TASK BRIEF ->
Transcribe all the data, leaving each word as it is.

═══ MATERIAL SUPPLIED

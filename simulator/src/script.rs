//! Scripted sensor session.
//!
//! A [`Script`] strings together pulse and flat segments so one run shows the
//! detector bootstrapping, tracking rate changes and recovering from a
//! removed finger. Time is the detector's own clock (ms since the first tick).

use pulse_common::{Shape, Waveform};

/// One stretch of the simulated signal.
#[derive(Clone, Copy, PartialEq, Debug)]
pub enum Segment {
    /// Periodic pulse.
    Pulse { waveform: Waveform, duration_ms: u32 },
    /// Constant level (finger off the sensor).
    Flat { level: i32, duration_ms: u32 },
}

impl Segment {
    #[inline]
    pub const fn duration_ms(&self) -> u32 {
        match self {
            Self::Pulse { duration_ms, .. } | Self::Flat { duration_ms, .. } => *duration_ms,
        }
    }

    /// Value at `t_ms` relative to the start of the segment.
    fn sample_at(
        &self,
        t_ms: u32,
    ) -> i32 {
        match self {
            Self::Pulse { waveform, .. } => waveform.sample_at(t_ms),
            Self::Flat { level, .. } => *level,
        }
    }

    /// Short label for logs.
    pub fn describe(&self) -> String {
        match self {
            Self::Pulse { waveform, duration_ms } => {
                format!("{} BPM pulse for {} s", waveform.bpm(), duration_ms / 1000)
            }
            Self::Flat { level, duration_ms } => format!("flat {level} for {} s (no finger)", duration_ms / 1000),
        }
    }
}

/// Baseline of the scripted pulses. Troughs must sit below the detector's
/// silence reset level (512) or it cannot re-arm after a dropout.
const BASELINE: i32 = 300;

/// Systolic peak height above [`BASELINE`].
const AMPLITUDE: i32 = 2600;

/// Default session: 72 BPM, finger lifted for 5 s, 90 BPM, then 60 BPM.
const DEFAULT_SEGMENTS: [Segment; 4] = [
    Segment::Pulse {
        waveform: Waveform::from_bpm(Shape::Ppg, 72, BASELINE, AMPLITUDE),
        duration_ms: 20_000,
    },
    Segment::Flat {
        level: BASELINE,
        duration_ms: 5_000,
    },
    Segment::Pulse {
        waveform: Waveform::from_bpm(Shape::Ppg, 90, BASELINE, AMPLITUDE),
        duration_ms: 20_000,
    },
    Segment::Pulse {
        waveform: Waveform::from_bpm(Shape::Ppg, 60, BASELINE, AMPLITUDE),
        duration_ms: 20_000,
    },
];

/// Sequence of segments played back to back.
#[derive(Clone, Copy, Debug)]
pub struct Script {
    segments: &'static [Segment],
}

impl Script {
    pub const fn new(segments: &'static [Segment]) -> Self { Self { segments } }

    /// The built-in demonstration session.
    pub const fn default_session() -> Self { Self::new(&DEFAULT_SEGMENTS) }

    #[inline]
    pub fn segments(&self) -> &'static [Segment] { self.segments }

    /// Total length in milliseconds.
    pub fn duration_ms(&self) -> u32 { self.segments.iter().map(Segment::duration_ms).sum() }

    /// Segment playing at `t_ms` and its start time, `None` past the end.
    pub fn segment_at(
        &self,
        t_ms: u32,
    ) -> Option<(u32, &'static Segment)> {
        let mut start = 0u32;
        for segment in self.segments {
            let end = start + segment.duration_ms();
            if t_ms < end {
                return Some((start, segment));
            }
            start = end;
        }
        None
    }

    /// Raw sample at `t_ms`, `None` once the script has ended.
    pub fn sample_at(
        &self,
        t_ms: u32,
    ) -> Option<i32> {
        self.segment_at(t_ms)
            .map(|(start, segment)| segment.sample_at(t_ms - start))
    }
}

impl Default for Script {
    fn default() -> Self { Self::default_session() }
}

// =============================================================================
// Unit Tests
// =============================================================================

#[cfg(test)]
mod tests {
    use pulse_common::config::TICK_MS;
    use pulse_common::{BeatDetector, BeatEvent};

    use super::*;

    /// Play the whole script through a fresh detector.
    fn play(script: &Script) -> (Vec<(u32, BeatEvent)>, Vec<u32>) {
        let mut detector = BeatDetector::new();
        let mut beats = Vec::new();
        let mut resets = Vec::new();
        let mut t = TICK_MS;
        while let Some(raw) = script.sample_at(t) {
            let outcome = detector.tick(raw);
            if let Some(beat) = outcome.beat {
                beats.push((t, beat));
            }
            if outcome.signal_lost {
                resets.push(t);
            }
            t += TICK_MS;
        }
        (beats, resets)
    }

    #[test]
    fn test_duration() {
        assert_eq!(Script::default_session().duration_ms(), 65_000);
    }

    #[test]
    fn test_segment_lookup() {
        let script = Script::default_session();
        let (start, segment) = script.segment_at(0).unwrap();
        assert_eq!(start, 0);
        assert!(matches!(segment, Segment::Pulse { .. }));

        let (start, segment) = script.segment_at(20_000).unwrap();
        assert_eq!(start, 20_000);
        assert_eq!(*segment, Segment::Flat { level: BASELINE, duration_ms: 5_000 });

        assert_eq!(script.segment_at(64_999).map(|(start, _)| start), Some(45_000));
        assert!(script.segment_at(65_000).is_none());
        assert!(script.sample_at(65_000).is_none());
    }

    #[test]
    fn test_segments_restart_their_waveform() {
        let script = Script::default_session();
        // Systolic peak 15% into the first 90 BPM period
        let peak = script.sample_at(25_000 + 100).unwrap();
        assert!(peak > BASELINE + AMPLITUDE - 50, "peak {peak}");
        assert_eq!(script.sample_at(22_000), Some(BASELINE));
    }

    #[test]
    fn test_describe() {
        let script = Script::default_session();
        assert_eq!(script.segments()[0].describe(), "72 BPM pulse for 20 s");
        assert_eq!(script.segments()[1].describe(), "flat 300 for 5 s (no finger)");
    }

    #[test]
    fn test_default_session_tracks_each_rate() {
        let (beats, resets) = play(&Script::default_session());

        // Dropout at 20 s: resets at ~21.7 s and ~24.2 s, then pulses resume
        assert_eq!(resets.len(), 2, "resets at {resets:?}");
        assert!(resets.iter().all(|&t| (20_000..25_000).contains(&t)));
        assert!(beats.iter().all(|&(t, _)| !(20_000..25_000).contains(&t)));

        let bpm_before = |end: u32| beats.iter().rev().find(|&&(t, _)| t < end).map(|(_, beat)| beat.bpm);
        assert!(matches!(bpm_before(20_000), Some(71..=73)));
        assert!(matches!(bpm_before(45_000), Some(89..=91)));
        assert!(matches!(bpm_before(65_000), Some(59..=61)));
    }
}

══════

SOLUTION TO THE PROBLEM ->
filename simulator/src/script.rs
//! Scripted sensor session.
//!
//! A [`Script`] strings together pulse and flat segments so one run shows the
//! detector bootstrapping, tracking rate changes and recovering from a
//! removed finger. Time is the detector's own clock (ms since the first tick).

use pulse_common::{Shape, Waveform};

/// One stretch of the simulated signal.
#[derive(Clone, Copy, PartialEq, Debug)]
pub enum Segment {
    /// Periodic pulse.
    Pulse { waveform: Waveform, duration_ms: u32 },
    /// Constant level (finger off the sensor).
    Flat { level: i32, duration_ms: u32 },
}

impl Segment {
    #[inline]
    pub const fn duration_ms(&self) -> u32 {
        match self {
            Self::Pulse { duration_ms, .. } | Self::Flat { duration_ms, .. } => *duration_ms,
        }
    }

    /// Value at `t_ms` relative to the start of the segment.
    fn sample_at(
        &self,
        t_ms: u32,
    ) -> i32 {
        match self {
            Self::Pulse { waveform, .. } => waveform.sample_at(t_ms),
            Self::Flat { level, .. } => *level,
        }
    }

    /// Short label for logs.
    pub fn describe(&self) -> String {
        match self {
            Self::Pulse { waveform, duration_ms } => {
                format!("{} BPM pulse for {} s", waveform.bpm(), duration_ms / 1000)
            }
            Self::Flat { level, duration_ms } => format!("flat {level} for {} s (no finger)", duration_ms / 1000),
        }
    }
}

/// Baseline of the scripted pulses. Troughs must sit below the detector's
/// silence reset level (512) or it cannot re-arm after a dropout.
const BASELINE: i32 = 300;

/// Systolic peak height above [`BASELINE`].
const AMPLITUDE: i32 = 2600;

/// Default session: 72 BPM, finger lifted for 5 s, 90 BPM, then 60 BPM.
const DEFAULT_SEGMENTS: [Segment; 4] = [
    Segment::Pulse {
        waveform: Waveform::from_bpm(Shape::Ppg, 72, BASELINE, AMPLITUDE),
        duration_ms: 20_000,
    },
    Segment::Flat {
        level: BASELINE,
        duration_ms: 5_000,
    },
    Segment::Pulse {
        waveform: Waveform::from_bpm(Shape::Ppg, 90, BASELINE, AMPLITUDE),
        duration_ms: 20_000,
    },
    Segment::Pulse {
        waveform: Waveform::from_bpm(Shape::Ppg, 60, BASELINE, AMPLITUDE),
        duration_ms: 20_000,
    },
];

/// Sequence of segments played back to back.
#[derive(Clone, Copy, Debug)]
pub struct Script {
    segments: &'static [Segment],
}

impl Script {
    pub const fn new(segments: &'static [Segment]) -> Self { Self { segments } }

    /// The built-in demonstration session.
    pub const fn default_session() -> Self { Self::new(&DEFAULT_SEGMENTS) }

    #[inline]
    pub fn segments(&self) -> &'static [Segment] { self.segments }

    /// Total length in milliseconds.
    pub fn duration_ms(&self) -> u32 { self.segments.iter().map(Segment::duration_ms).sum() }

    /// Segment playing at `t_ms` and its start time, `None` past the end.
    pub fn segment_at(
        &self,
        t_ms: u32,
    ) -> Option<(u32, &'static Segment)> {
        let mut start = 0u32;
        for segment in self.segments {
            let end = start + segment.duration_ms();
            if t_ms < end {
                return Some((start, segment));
            }
            start = end;
        }
        None
    }

    /// Raw sample at `t_ms`, `None` once the script has ended.
    pub fn sample_at(
        &self,
        t_ms: u32,
    ) -> Option<i32> {
        self.segment_at(t_ms)
            .map(|(start, segment)| segment.sample_at(t_ms - start))
    }
}

impl Default for Script {
    fn default() -> Self { Self::default_session() }
}

// =============================================================================
// Unit Tests
// =============================================================================

#[cfg(test)]
mod tests {
    use pulse_common::config::TICK_MS;
    use pulse_common::{BeatDetector, BeatEvent};

    use super::*;

    /// Play the whole script through a fresh detector.
    fn play(script: &Script) -> (Vec<(u32, BeatEvent)>, Vec<u32>) {
        let mut detector = BeatDetector::new();
        let mut beats = Vec::new();
        let mut resets = Vec::new();
        let mut t = TICK_MS;
        while let Some(raw) = script.sample_at(t) {
            let outcome = detector.tick(raw);
            if let Some(beat) = outcome.beat {
                beats.push((t, beat));
            }
            if outcome.signal_lost {
                resets.push(t);
            }
            t += TICK_MS;
        }
        (beats, resets)
    }

    #[test]
    fn test_duration() {
        assert_eq!(Script::default_session().duration_ms(), 65_000);
    }

    #[test]
    fn test_segment_lookup() {
        let script = Script::default_session();
        let (start, segment) = script.segment_at(0).unwrap();
        assert_eq!(start, 0);
        assert!(matches!(segment, Segment::Pulse { .. }));

        let (start, segment) = script.segment_at(20_000).unwrap();
        assert_eq!(start, 20_000);
        assert_eq!(*segment, Segment::Flat { level: BASELINE, duration_ms: 5_000 });

        assert_eq!(script.segment_at(64_999).map(|(start, _)| start), Some(45_000));
        assert!(script.segment_at(65_000).is_none());
        assert!(script.sample_at(65_000).is_none());
    }

    #[test]
    fn test_segments_restart_their_waveform() {
        let script = Script::default_session();
        // Systolic peak 15% into the first 90 BPM period
        let peak = script.sample_at(25_000 + 100).unwrap();
        assert!(peak > BASELINE + AMPLITUDE - 50, "peak {peak}");
        assert_eq!(script.sample_at(22_000), Some(BASELINE));
    }

    #[test]
    fn test_describe() {
        let script = Script::default_session();
        assert_eq!(script.segments()[0].describe(), "72 BPM pulse for 20 s");
        assert_eq!(script.segments()[1].describe(), "flat 300 for 5 s (no finger)");
    }

    #[test]
    fn test_default_session_tracks_each_rate() {
        let (beats, resets) = play(&Script::default_session());

        // Dropout at 20 s: resets at ~21.7 s and ~24.2 s, then pulses resume
        assert_eq!(resets.len(), 2, "resets at {resets:?}");
        assert!(resets.iter().all(|&t| (20_000..25_000).contains(&t)));
        assert!(beats.iter().all(|&(t, _)| !(20_000..25_000).contains(&t)));

        let bpm_before = |end: u32| beats.iter().rev().find(|&&(t, _)| t < end).map(|(_, beat)| beat.bpm);
        assert!(matches!(bpm_before(20_000), Some(71..=73)));
        assert!(matches!(bpm_before(45_000), Some(89..=91)));
        assert!(matches!(bpm_before(65_000), Some(59..=61)));
    }
}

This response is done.